Attention: The according to SQL's "three-valued logic" comparing null
values never returns true
.
This means, that a record won't match any other record if any of the "matchBy" fields is null!
The comparison is limited to equal comparison, however a callable can be passed to process the value before comparison:
$import->matchBy(
[
'name' => function($v) { return substr($v, 0, 1); }
],
false /* false for case-insensitive */
);
Without any explicitly setting "matchBy" fields, the model's primary key is used.
To match against existing records, the "matchBy" fields are converted to query conditions wherever possible. But callables cannot be used in SQL.
After existing records have been fetched using the "matchBy" conditions, a comparison key using all "matchBy" criteria is build for each record. Here any callables passed to "matchBy" are invoked. At this point also case-insensitive matching normalizes all keys to lower case. Models with the same comparison key are treated as "equal".
If you need to adapt the comparison key for models, a custom callback for generating
comparison keys can be set using withComparisonKey()
.
Sometimes you might want to modify the model query. Imagine you are using
soft deletes and want trashed models to be included. Use the tapModelQuery()
method
for such case:
$import->tapModelQuery(function($query){
return $query->withTrashed();
});
// when modifying the model query, usage of bypassModel() is mandatory
$import->bypassModel();
Import The model query can only be modified when bypassModel()
is used!
If existing records should be updated, the updateIfExists()

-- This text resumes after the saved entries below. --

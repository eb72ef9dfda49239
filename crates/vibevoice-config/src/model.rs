use std::path::PathBuf;

use secrecy::SecretString;
use serde::Deserialize;

/// Upper bound on characters passed to the model per request unless overridden
pub const DEFAULT_MAX_TEXT_CHARS: usize = 1000;

/// Model loading configuration
#[derive(Debug, Clone, Deserialize)]
#[serde(deny_unknown_fields)]
pub struct ModelConfig {
    /// Compute device preference
    #[serde(default)]
    pub device: DevicePreference,
    /// CUDA device ordinal used when running on GPU
    #[serde(default)]
    pub cuda_device_id: i32,
    /// Input text is cut to this many characters after trimming
    #[serde(default = "default_max_text_chars")]
    pub max_text_chars: usize,
    /// Hugging Face Hub token for gated or private repositories
    #[serde(default)]
    pub hf_token: Option<SecretString>,
    /// Primary text-to-waveform model family
    #[serde(default)]
    pub primary: PrimaryModelConfig,
    /// Fallback seq2seq model family
    #[serde(default)]
    pub fallback: FallbackModelConfig,
}

impl Default for ModelConfig {
    fn default() -> Self {
        Self {
            device: DevicePreference::default(),
            cuda_device_id: 0,
            max_text_chars: DEFAULT_MAX_TEXT_CHARS,
            hf_token: None,
            primary: PrimaryModelConfig::default(),
            fallback: FallbackModelConfig::default(),
        }
    }
}

/// Where inference should run
#[derive(Debug, Clone, Copy, Default, PartialEq, Eq, Deserialize, strum::Display)]
#[serde(rename_all = "snake_case")]
#[strum(serialize_all = "snake_case")]
pub enum DevicePreference {
    /// CUDA when the execution provider is available, CPU otherwise
    #[default]
    Auto,
    Cpu,
    Cuda,
}

/// Hugging Face Hub repository kind
#[derive(Debug, Clone, Copy, Default, PartialEq, Eq, Deserialize, strum::Display)]
#[serde(rename_all = "snake_case")]
#[strum(serialize_all = "snake_case")]
pub enum RepoType {
    #[default]
    Model,
    Dataset,
}

/// Resolved location of a set of model artifacts
#[derive(Debug, Clone, PartialEq, Eq)]
pub enum ArtifactLocation {
    /// Files fetched from (and cached for) a Hub repository
    Hub {
        repo: String,
        revision: String,
        repo_type: RepoType,
    },
    /// Files read from a local directory
    Local(PathBuf),
}

fn locate(
    section: &str,
    repo: Option<&String>,
    path: Option<&PathBuf>,
    revision: Option<&String>,
    default_repo: &str,
    repo_type: RepoType,
) -> anyhow::Result<ArtifactLocation> {
    let repo = match (repo, path) {
        (Some(_), Some(_)) => anyhow::bail!("{section} must set only one of `repo` or `path`"),
        (None, Some(path)) => return Ok(ArtifactLocation::Local(path.clone())),
        (Some(repo), None) if repo.trim().is_empty() => {
            anyhow::bail!("{section} must set either a non-empty `repo` or a `path`")
        }
        (Some(repo), None) => repo.clone(),
        (None, None) => default_repo.to_string(),
    };

    Ok(ArtifactLocation::Hub {
        repo,
        revision: revision.cloned().unwrap_or_else(|| "main".to_string()),
        repo_type,
    })
}

/// Primary family: a single text-to-waveform graph plus its preprocessor
#[derive(Debug, Clone, Deserialize)]
#[serde(deny_unknown_fields)]
pub struct PrimaryModelConfig {
    /// Hub repository; the built-in default is used when neither this nor `path` is set
    #[serde(default)]
    pub repo: Option<String>,
    #[serde(default)]
    pub path: Option<PathBuf>,
    #[serde(default)]
    pub revision: Option<String>,
    /// Full-precision graph, used on CPU
    #[serde(default = "default_primary_model_file")]
    pub model_file: String,
    /// Reduced-precision graph, preferred on GPU when set
    #[serde(default = "default_primary_half_model_file")]
    pub half_precision_model_file: Option<String>,
    #[serde(default = "default_tokenizer_file")]
    pub tokenizer_file: String,
    /// JSON file carrying `sampling_rate`
    #[serde(default = "default_preprocessor_config_file")]
    pub preprocessor_config_file: String,
    /// Feed an all-ones `attention_mask` next to `input_ids`
    #[serde(default = "default_true")]
    pub use_attention_mask: bool,
}

impl Default for PrimaryModelConfig {
    fn default() -> Self {
        Self {
            repo: None,
            path: None,
            revision: None,
            model_file: default_primary_model_file(),
            half_precision_model_file: default_primary_half_model_file(),
            tokenizer_file: default_tokenizer_file(),
            preprocessor_config_file: default_preprocessor_config_file(),
            use_attention_mask: true,
        }
    }
}

impl PrimaryModelConfig {
    /// Resolve where the primary artifacts live
    ///
    /// # Errors
    ///
    /// Returns an error when both `repo` and `path` are set, or `repo` is blank
    pub fn location(&self) -> anyhow::Result<ArtifactLocation> {
        locate(
            "model.primary",
            self.repo.as_ref(),
            self.path.as_ref(),
            self.revision.as_ref(),
            DEFAULT_PRIMARY_REPO,
            RepoType::Model,
        )
    }
}

/// Fallback family: encoder/decoder speech model, vocoder and speaker embedding
#[derive(Debug, Clone, Deserialize)]
#[serde(deny_unknown_fields)]
pub struct FallbackModelConfig {
    /// Hub repository; the built-in default is used when neither this nor `path` is set
    #[serde(default)]
    pub repo: Option<String>,
    #[serde(default)]
    pub path: Option<PathBuf>,
    #[serde(default)]
    pub revision: Option<String>,
    #[serde(default = "default_encoder_file")]
    pub encoder_file: String,
    /// Merged decoder graph with a `use_cache_branch` switch
    #[serde(default = "default_decoder_file")]
    pub decoder_file: String,
    #[serde(default = "default_tokenizer_file")]
    pub tokenizer_file: String,
    /// Model `config.json` with layer, head and mel-bin counts
    #[serde(default = "default_config_file")]
    pub config_file: String,
    #[serde(default)]
    pub vocoder: VocoderConfig,
    #[serde(default)]
    pub speaker: SpeakerEmbeddingConfig,
}

impl Default for FallbackModelConfig {
    fn default() -> Self {
        Self {
            repo: None,
            path: None,
            revision: None,
            encoder_file: default_encoder_file(),
            decoder_file: default_decoder_file(),
            tokenizer_file: default_tokenizer_file(),
            config_file: default_config_file(),
            vocoder: VocoderConfig::default(),
            speaker: SpeakerEmbeddingConfig::default(),
        }
    }
}

impl FallbackModelConfig {
    /// Resolve where the fallback speech model artifacts live
    ///
    /// # Errors
    ///
    /// Returns an error when both `repo` and `path` are set, or `repo` is blank
    pub fn location(&self) -> anyhow::Result<ArtifactLocation> {
        locate(
            "model.fallback",
            self.repo.as_ref(),
            self.path.as_ref(),
            self.revision.as_ref(),
            DEFAULT_FALLBACK_REPO,
            RepoType::Model,
        )
    }
}

/// Neural vocoder turning mel spectrograms into waveforms
#[derive(Debug, Clone, Deserialize)]
#[serde(deny_unknown_fields)]
pub struct VocoderConfig {
    /// Hub repository; the built-in default is used when neither this nor `path` is set
    #[serde(default)]
    pub repo: Option<String>,
    #[serde(default)]
    pub path: Option<PathBuf>,
    #[serde(default)]
    pub revision: Option<String>,
    #[serde(default = "default_vocoder_model_file")]
    pub model_file: String,
}

impl Default for VocoderConfig {
    fn default() -> Self {
        Self {
            repo: None,
            path: None,
            revision: None,
            model_file: default_vocoder_model_file(),
        }
    }
}

impl VocoderConfig {
    /// Resolve where the vocoder artifacts live
    ///
    /// # Errors
    ///
    /// Returns an error when both `repo` and `path` are set, or `repo` is blank
    pub fn location(&self) -> anyhow::Result<ArtifactLocation> {
        locate(
            "model.fallback.vocoder",
            self.repo.as_ref(),
            self.path.as_ref(),
            self.revision.as_ref(),
            DEFAULT_VOCODER_REPO,
            RepoType::Model,
        )
    }
}

/// Fixed speaker identity drawn from a reference embedding table
#[derive(Debug, Clone, Deserialize)]
#[serde(deny_unknown_fields)]
pub struct SpeakerEmbeddingConfig {
    /// Hub repository; the built-in default is used when neither this nor `path` is set
    #[serde(default)]
    pub repo: Option<String>,
    #[serde(default)]
    pub path: Option<PathBuf>,
    #[serde(default)]
    pub revision: Option<String>,
    #[serde(default = "default_speaker_repo_type")]
    pub repo_type: RepoType,
    /// Raw little-endian `f32` table (`.bin`) or a 1-D/2-D `.npy` array
    #[serde(default = "default_speaker_file")]
    pub file: String,
    /// Row of the table to use
    #[serde(default)]
    pub index: usize,
    /// Length of one embedding vector
    #[serde(default = "default_speaker_dimension")]
    pub dimension: usize,
}

impl Default for SpeakerEmbeddingConfig {
    fn default() -> Self {
        Self {
            repo: None,
            path: None,
            revision: None,
            repo_type: default_speaker_repo_type(),
            file: default_speaker_file(),
            index: 0,
            dimension: default_speaker_dimension(),
        }
    }
}

impl SpeakerEmbeddingConfig {
    /// Resolve where the speaker embedding table lives
    ///
    /// # Errors
    ///
    /// Returns an error when both `repo` and `path` are set, or `repo` is blank
    pub fn location(&self) -> anyhow::Result<ArtifactLocation> {
        locate(
            "model.fallback.speaker",
            self.repo.as_ref(),
            self.path.as_ref(),
            self.revision.as_ref(),
            DEFAULT_SPEAKER_REPO,
            self.repo_type,
        )
    }
}

const fn default_max_text_chars() -> usize {
    DEFAULT_MAX_TEXT_CHARS
}

const fn default_true() -> bool {
    true
}

const DEFAULT_PRIMARY_REPO: &str = "microsoft/VibeVoice-Realtime-0.5B";

fn default_primary_model_file() -> String {
    "onnx/model.onnx".to_string()
}

#[allow(clippy::unnecessary_wraps)]
fn default_primary_half_model_file() -> Option<String> {
    Some("onnx/model_fp16.onnx".to_string())
}

fn default_tokenizer_file() -> String {
    "tokenizer.json".to_string()
}

fn default_preprocessor_config_file() -> String {
    "preprocessor_config.json".to_string()
}

const DEFAULT_FALLBACK_REPO: &str = "Xenova/speecht5_tts";

fn default_encoder_file() -> String {
    "onnx/encoder_model.onnx".to_string()
}

fn default_decoder_file() -> String {
    "onnx/decoder_model_merged.onnx".to_string()
}

fn default_config_file() -> String {
    "config.json".to_string()
}

const DEFAULT_VOCODER_REPO: &str = "Xenova/speecht5_hifigan";

fn default_vocoder_model_file() -> String {
    "onnx/model.onnx".to_string()
}

const DEFAULT_SPEAKER_REPO: &str = "Xenova/transformers.js-docs";

const fn default_speaker_repo_type() -> RepoType {
    RepoType::Dataset
}

fn default_speaker_file() -> String {
    "speaker_embeddings.bin".to_string()
}

const fn default_speaker_dimension() -> usize {
    512
}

method can be used to specify a list
of fields to update in case of existence.
If updateIfExists
is not invoked, only new records are insert!
The updateIfExists()
method also accepts updates with a static value, an SQL expression or a
callable to generate a more customized value:
$import->updateIfExists([
'phone' => function($v) {
return str_replace(' ', '', $v);
},
'email' => new Expression('lower(email)'),
]);
Often it is required to know which records have been affected by the batch import. The onInserted()
,
onUpdated()
and onInsertedOrUpdated()
methods can be used to register callbacks to receive the corresponding records
(in chunks of 500 per default).
$import->onUpdated(function($records) {
foreach($record as $currRecord) {
/* do s.th. */
}
});
Note: The model instances passed to the callbacks are not inevitably the same as the ones passed to the import function. Further they do not contain updated timestamps or inserted id values, because mass insert/update strategies are used for database operations.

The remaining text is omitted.